■ Extracted material:
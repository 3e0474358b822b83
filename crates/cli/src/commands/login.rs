//! Login command - authenticate against one platform

use anyhow::{Context, Result, bail};
use crosspost_adapters::bluesky::BlueskyAuth;
use crosspost_adapters::linkedin::LinkedInAuth;
use crosspost_adapters::telegram::{TelegramAuth, WidgetPayload};
use crosspost_adapters::twitter::TwitterAuth;
use crosspost_domain::{AuthStart, Credential, Platform, PlatformSession};
use secrecy::{ExposeSecret, SecretString};
use std::io::{self, BufRead, Read, Write};
use std::path::{Path, PathBuf};

use crate::args::LoginArgs;
use crate::config::AppConfig;

pub async fn execute(args: LoginArgs, config_path: Option<PathBuf>) -> Result<()> {
    let config = AppConfig::load(config_path.as_deref())?;
    let platform: Platform = args
        .platform
        .parse()
        .map_err(|e: String| anyhow::anyhow!(e))?;

    let session = acquire_session(platform, &config, args.payload.as_deref()).await?;
    print_identity(&session);
    println!();

    // OAuth tokens outlive this process only through the env vars the
    // config names; the other platforms log in again from config/env.
    match &session.credential {
        Credential::Linkedin { access_token, .. } => {
            println!("Store the token for `publish` by exporting:");
            println!(
                "  export {}='{}'",
                config.linkedin.access_token_env,
                access_token.expose_secret()
            );
        }
        Credential::Twitter {
            access_token,
            access_secret,
            ..
        } => {
            println!("Store the credential for `publish` by exporting:");
            println!(
                "  export {}='{}'",
                config.twitter.access_token_env,
                access_token.expose_secret()
            );
            println!(
                "  export {}='{}'",
                config.twitter.access_secret_env,
                access_secret.expose_secret()
            );
        }
        _ => {
            println!("`publish` repeats this login from the configured credentials.");
        }
    }

    Ok(())
}

/// Run the platform's login flow to completion
///
/// Redirect-based flows print the authorization URL and read the callback
/// URL back from stdin. The Telegram widget payload comes from a file or
/// stdin instead.
pub(crate) async fn acquire_session(
    platform: Platform,
    config: &AppConfig,
    telegram_payload: Option<&Path>,
) -> Result<PlatformSession> {
    match platform {
        Platform::Bluesky => login_bluesky(config).await,
        Platform::Linkedin => login_linkedin(config).await,
        Platform::Telegram => login_telegram(config, telegram_payload),
        Platform::Twitter => login_twitter(config).await,
    }
}

async fn login_bluesky(config: &AppConfig) -> Result<PlatformSession> {
    if config.bluesky.identifier.trim().is_empty() {
        bail!("bluesky.identifier is not configured");
    }
    let password = load_secret(&config.bluesky.app_password_env, "Bluesky app password")?;

    let auth = BlueskyAuth::with_base_url(config.bluesky.service_url.clone());
    let session = auth
        .login(&config.bluesky.identifier, &password)
        .await
        .context("Bluesky login failed")?;
    Ok(session)
}

async fn login_linkedin(config: &AppConfig) -> Result<PlatformSession> {
    let secret = load_secret(&config.linkedin.client_secret_env, "LinkedIn client secret")?;
    let auth = LinkedInAuth::new(
        config.linkedin.client_id.clone(),
        secret,
        config.linkedin.redirect_uri.clone(),
    )
    .context("LinkedIn adapter configuration is invalid")?;

    let AuthStart::Redirect { url, handshake } = auth.initiate() else {
        bail!("LinkedIn login did not produce an authorization URL");
    };

    println!("Open this URL in a browser and authorize the app:");
    println!("  {}", url);
    let callback = prompt("Paste the full redirect URL you landed on: ")?;

    let code = query_param(&callback, "code")
        .context("Redirect URL carries no `code` parameter")?;
    let state = query_param(&callback, "state").unwrap_or_default();

    auth.complete(&code, &state, handshake)
        .await
        .context("LinkedIn login failed")
}

async fn login_twitter(config: &AppConfig) -> Result<PlatformSession> {
    let secret = load_secret(&config.twitter.consumer_secret_env, "Twitter consumer secret")?;
    let auth = TwitterAuth::new(
        config.twitter.consumer_key.clone(),
        secret,
        config.twitter.callback_url.clone(),
    )
    .context("Twitter adapter configuration is invalid")?;

    let AuthStart::Redirect { url, handshake } = auth.initiate().await? else {
        bail!("Twitter login did not produce an authorization URL");
    };

    println!("Open this URL in a browser and authorize the app:");
    println!("  {}", url);
    let callback = prompt("Paste the full redirect URL you landed on: ")?;

    let token = query_param(&callback, "oauth_token")
        .context("Redirect URL carries no `oauth_token` parameter")?;
    let verifier = query_param(&callback, "oauth_verifier")
        .context("Redirect URL carries no `oauth_verifier` parameter")?;

    auth.complete(&token, &verifier, handshake)
        .await
        .context("Twitter login failed")
}

fn login_telegram(config: &AppConfig, payload_path: Option<&Path>) -> Result<PlatformSession> {
    let token = load_secret(&config.telegram.bot_token_env, "Telegram bot token")?;
    let auth = TelegramAuth::new(token).context("Telegram adapter configuration is invalid")?;

    let raw = match payload_path {
        Some(path) if path.as_os_str() == "-" => {
            let mut text = String::new();
            io::stdin()
                .read_to_string(&mut text)
                .context("Failed to read widget payload from stdin")?;
            text
        }
        Some(path) => std::fs::read_to_string(path)
            .with_context(|| format!("Failed to read widget payload: {}", path.display()))?,
        None => bail!("Telegram login needs --payload with the widget callback JSON"),
    };

    let payload: WidgetPayload =
        serde_json::from_str(&raw).context("Widget payload is not valid JSON")?;

    auth.verify(&payload).context("Telegram login failed")
}

/// Build a LinkedIn session for `publish` from the stored access token
pub(crate) async fn linkedin_session_from_env(config: &AppConfig) -> Result<PlatformSession> {
    let token = load_secret(&config.linkedin.access_token_env, "LinkedIn access token")
        .context("No stored LinkedIn token; run 'crosspost login linkedin' and export the printed variable")?;
    let secret = load_secret(&config.linkedin.client_secret_env, "LinkedIn client secret")?;
    let auth = LinkedInAuth::new(
        config.linkedin.client_id.clone(),
        secret,
        config.linkedin.redirect_uri.clone(),
    )
    .context("LinkedIn adapter configuration is invalid")?;

    auth.session_from_token(token)
        .await
        .context("Stored LinkedIn token was rejected; run 'crosspost login linkedin' again")
}

/// Build a Twitter session for `publish` from the stored access credential
pub(crate) async fn twitter_session_from_env(config: &AppConfig) -> Result<PlatformSession> {
    let token = load_secret(&config.twitter.access_token_env, "Twitter access token")
        .context("No stored Twitter credential; run 'crosspost login twitter' and export the printed variables")?;
    let token_secret = load_secret(&config.twitter.access_secret_env, "Twitter access secret")?;
    let secret = load_secret(&config.twitter.consumer_secret_env, "Twitter consumer secret")?;
    let auth = TwitterAuth::new(
        config.twitter.consumer_key.clone(),
        secret,
        config.twitter.callback_url.clone(),
    )
    .context("Twitter adapter configuration is invalid")?;

    auth.session_from_token(token, token_secret)
        .await
        .context("Stored Twitter credential was rejected; run 'crosspost login twitter' again")
}

pub(crate) fn load_secret(env_var: &str, what: &str) -> Result<SecretString> {
    if env_var.trim().is_empty() {
        bail!("No environment variable configured for {}", what);
    }

    let value = std::env::var(env_var)
        .with_context(|| format!("Missing env var {} for {}", env_var, what))?;

    if value.trim().is_empty() {
        bail!("Env var {} is empty ({})", env_var, what);
    }

    Ok(SecretString::new(value.into()))
}

pub(crate) fn print_identity(session: &PlatformSession) {
    let identity = &session.identity;
    let name = identity
        .display_name
        .as_deref()
        .or(identity.handle.as_deref())
        .unwrap_or("(no name returned)");

    println!("Logged in to {} as {}", session.platform(), name);
    if let Some(handle) = &identity.handle {
        println!("  handle: {}", handle);
    }
    if let Some(avatar) = &identity.avatar_url {
        println!("  avatar: {}", avatar);
    }
    if let Some(expires_at) = session.expires_at {
        println!("  expires: {}", expires_at);
    }
}

fn prompt(message: &str) -> Result<String> {
    print!("{}", message);
    io::stdout().flush().context("Failed to flush stdout")?;

    let mut line = String::new();
    io::stdin()
        .lock()
        .read_line(&mut line)
        .context("Failed to read from stdin")?;
    Ok(line.trim().to_string())
}

fn query_param(raw_url: &str, key: &str) -> Option<String> {
    let parsed = url::Url::parse(raw_url).ok()?;
    parsed
        .query_pairs()
        .find(|(k, _)| k == key)
        .map(|(_, v)| v.into_owned())
}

■ Instructions for the task: Search the entries for "bail" and show every line that has it.

■ Exercise response:
use anyhow::{Context, Result, bail};
        bail!("bluesky.identifier is not configured");
        bail!("LinkedIn login did not produce an authorization URL");
        bail!("Twitter login did not produce an authorization URL");
        None => bail!("Telegram login needs --payload with the widget callback JSON"),
        bail!("No environment variable configured for {}", what);
        bail!("Env var {} is empty ({})", env_var, what);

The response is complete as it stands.